American cardiologist (1886–1973)

Harold Ensign Bennet Pardee (December 11, 1886 – February 28, 1973) was an American cardiologist and pioneer in electrocardiogram research.

== Biography ==
Pardee was born on December 11, 1886, to Ensign Bennet Pardee, a physician. He was a grandnephew of Charles Inslee Pardee, former dean of the New York Medical College, and a direct descendant of William Brewster and William Bradford of the Plymouth Colony.

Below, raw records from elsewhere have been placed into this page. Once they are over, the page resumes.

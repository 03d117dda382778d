// Copyright 2025-present Harīṣh Tummalachērla
// SPDX-License-Identifier: Apache-2.0

//! Runtime contracts for the verifier's intermediate structures.
//!
//! These are debug-mode assertions on invariants that hold by construction.
//! They cost nothing in release builds and catch bugs in the verifier itself
//! while tests run, separately from the verdict on the array under test.
//!
//! | Contract Function            | Invariant                                        |
//! |------------------------------|--------------------------------------------------|
//! | `check_counts_consistent`    | C array is the exclusive prefix sum of frequencies |
//! | `check_single_sentinel`      | a BWT derived from a permutation has one `$`     |
//! | `check_ranks_bounded`        | `P[i] < freq(L[i])`                              |

use crate::types::{Symbol, ALPHABET_SIZE};
use crate::verify::bwt::Bwt;
use crate::verify::rank::RankTable;

// ============================================================================
// COMPILE-TIME ASSERTIONS
// ============================================================================

const _: () = {
    // One code per byte value plus the sentinel
    assert!(ALPHABET_SIZE == u8::MAX as usize + 2);
    assert!(Symbol::SENTINEL.code() == 0);
    assert!(Symbol::byte(u8::MAX).code() == ALPHABET_SIZE - 1);
};

// ============================================================================
// RANK TABLE CONTRACTS
// ============================================================================

/// Check that `smaller` is the exclusive prefix sum of `freq` over `len` symbols.
///
/// # Panics (debug builds only)
/// Panics if the sum is not monotone or does not cover every BWT position.
#[inline]
pub fn check_counts_consistent(
    smaller: &[usize; ALPHABET_SIZE],
    freq: &[usize; ALPHABET_SIZE],
    len: usize,
) {
    debug_assert!(
        smaller.windows(2).all(|w| w[0] <= w[1]),
        "Contract violation: C array is not monotone"
    );
    debug_assert_eq!(
        smaller[ALPHABET_SIZE - 1] + freq[ALPHABET_SIZE - 1],
        len,
        "Contract violation: C array total != BWT length"
    );
}

/// Check that every rank is below its symbol's frequency.
#[inline]
pub fn check_ranks_bounded(bwt: &Bwt, table: &RankTable) {
    if cfg!(debug_assertions) {
        let counts = table.counts();
        for (i, (&symbol, &rank)) in bwt.symbols().iter().zip(table.ranks()).enumerate() {
            let code = symbol.code();
            let upper = counts.get(code + 1).copied().unwrap_or(bwt.len());
            debug_assert!(
                counts[code] + rank < upper,
                "Contract violation: P[{}] = {} overflows bucket of {:?}",
                i,
                rank,
                symbol
            );
        }
    }
}

// ============================================================================
// BWT CONTRACTS
// ============================================================================

/// Check that a BWT derived from a valid permutation holds exactly one sentinel,
/// at the recorded row.
///
/// Only meaningful after the permutation check has passed.
#[inline]
pub fn check_single_sentinel(bwt: &Bwt) {
    if cfg!(debug_assertions) {
        let count = bwt.symbols().iter().filter(|s| s.is_sentinel()).count();
        debug_assert_eq!(
            count, 1,
            "Contract violation: BWT holds {} sentinels",
            count
        );
        debug_assert!(
            bwt.symbols()
                .get(bwt.sentinel_row())
                .is_some_and(|s| s.is_sentinel()),
            "Contract violation: sentinel not at recorded row {}",
            bwt.sentinel_row()
        );
    }
}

He received his A.B. from Columbia College at age 18 and then received a M.D. from the Columbia University College of Physicians and Surgeons. While completing his internship at New York Hospital, Pardee began research on heart disease using Willem Einthoven's prototype electrocardiograph. In 1912, he started working at Medical Clinic of New York Hospital, which is now Weill Cornell Medical Center.

During World War I, Pardee served as a captain in the United States Army Medical Corps. He worked with British cardiologist Thomas Lewis to determine the symptoms of feigned or true heart seizure among patients.

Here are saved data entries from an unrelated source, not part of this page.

//! Test utilities shared across unit and integration tests.
//!
//! This module is always compiled but hidden from documentation.
//! It provides canonical implementations of test helpers to avoid duplication.

#![doc(hidden)]

/// Suffix array by direct suffix comparison. The oracle for small inputs.
pub fn naive_suffix_array(text: &[u8]) -> Vec<usize> {
    let mut sa: Vec<usize> = (0..text.len()).collect();
    sa.sort_by(|&a, &b| text[a..].cmp(&text[b..]));
    sa
}

/// A copy of `sa` with entries `i` and `j` exchanged.
pub fn swapped(sa: &[usize], i: usize, j: usize) -> Vec<usize> {
    let mut out = sa.to_vec();
    out.swap(i, j);
    out
}

/// The Fibonacci word `s_k` over {a, b}: s_1 = "b", s_2 = "a", s_k = s_{k-1} s_{k-2}.
///
/// Highly repetitive, with long repeated prefixes between suffixes; a standard
/// stress input for suffix sorting.
pub fn fibonacci_word(k: usize) -> Vec<u8> {
    let (mut prev, mut cur) = (b"b".to_vec(), b"a".to_vec());
    match k {
        0 => return Vec::new(),
        1 => return prev,
        _ => {}
    }
    for _ in 2..k {
        let next = [cur.as_slice(), prev.as_slice()].concat();
        prev = cur;
        cur = next;
    }
    cur
}

/// `pattern` repeated until `len` bytes.
pub fn repeat_to(pattern: &[u8], len: usize) -> Vec<u8> {
    pattern.iter().copied().cycle().take(len).collect()
}

/// Deterministic pseudo-random bytes drawn from the first `alphabet` byte values.
pub fn pseudo_random_text(len: usize, alphabet: u8, seed: u64) -> Vec<u8> {
    let alphabet = alphabet.max(1) as u64;
    let mut state = seed | 1;
    (0..len)
        .map(|_| {
            // xorshift64
            state ^= state << 13;
            state ^= state >> 7;
            state ^= state << 17;
            (state % alphabet) as u8
        })
        .collect()
}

Pardee was known for his research on the electrocardiographic recognition and characterization of myocardial infarction and ischemia. He was the first to describe the constant changes in electrocardiograms in coronary diseases in 1920, and he was the namesake of Pardee's sign, which is a takeoff of the T wave from the descending R wave that is above the electrocardiographic baseline, and Pardee's wave.

Pardee taught at Cornell University Medical College and the New York Polyclinic Medical School and Hospital. He was also a fellow of the American Medical Association.

== Personal life ==
Pardee married Dorothy Dwight Porter, daughter of Henry Hobart Porter, former president of American Water Works. She was a niece of Seton Porter, founder and chairman of National Distillers. Porter served as a nurse at the American Ambulance Hospital in Neuilly, France, and at a French hospital in Cogny, France, in 1916-17.

Pardee died on February 28, 1973, at his 770 Park Avenue apartment at age 86. His brother, Irving Hotchkiss Pardee, married Abby Rockefeller Mauzé until his death in 1949.